A social media post claims that massaging your feet with oil before going to bed is good for your eyes. We fact-checked and found this claim to be False.
A post on social media claims, “If you care for your eyes, massage your feet with oil before going to bed.” A screenshot of the post is attached below.
Does massaging have any impact on eye health?
No. The technique of using massage for the benefit of eye health falls under the domain of reflexology and acupressure. Acupressure is used as an alternative medicine technique that is used in conjunction with acupuncture or reflexology. With acupressure, you put pressure on specific places in your body. These places are called acupoints.

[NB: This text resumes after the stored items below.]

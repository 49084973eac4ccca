//! Pulse TUI library exports.

pub mod api_client;
pub mod config;
pub mod error;
pub mod events;
pub mod keys;
pub mod nav;
pub mod notifications;
pub mod search;
pub mod state;
pub mod telemetry;
pub mod theme;
pub mod views;
pub mod widgets;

The acupoints for the eyes are Zan Zhu Point (Along the inner-eye area), Cheng Qi Point (Directly under the eye and center to the eye area), Yang Bai Point (left side of the center of the forehead), and Si Zhu Kong Point (tip of the brow, away from the eye). Even though it is believed that massaging specific points can be effective, there is no reliable evidence for the effectiveness of acupressure. However, research is still going on and there might be evidence backing up its accuracy in the future.
Is massaging your feet with oil before bed good for your eyes?
No. No research or scientific evidence proves that massaging your feet with oil before bed is good for your eyes. Also, both these processes are highly expert-driven and not a “do-it-yourself.” The experts know the exact pressure points in the body that can help relieve tension and improve the overall well-being of the organ, as claimed.
Dr. Brahmi Pandey, MBBS, MS, DNB (Ophthalmology), says, “Foot massage can be very soothing. It can contribute to an overall feeling of relaxation and good health. It cannot harm. However, no scientific evidence can justify that any foot massage improves eyesight. This has neither been experienced by the vast majority of ophthalmologists, nor there is any evidence in the form of a scientific paper to confirm the same.
As an Eye specialists, we consider improvement in eyesight as a definite measurable improvement in the best-corrected visual acuity. However, for many, it can be a subjective feeling of well-being. The real fact that these stories exist and many seem to buy them is because of their belief system. This is similar to the placebo effect where faith is more important a healing factor than the medicine itself.”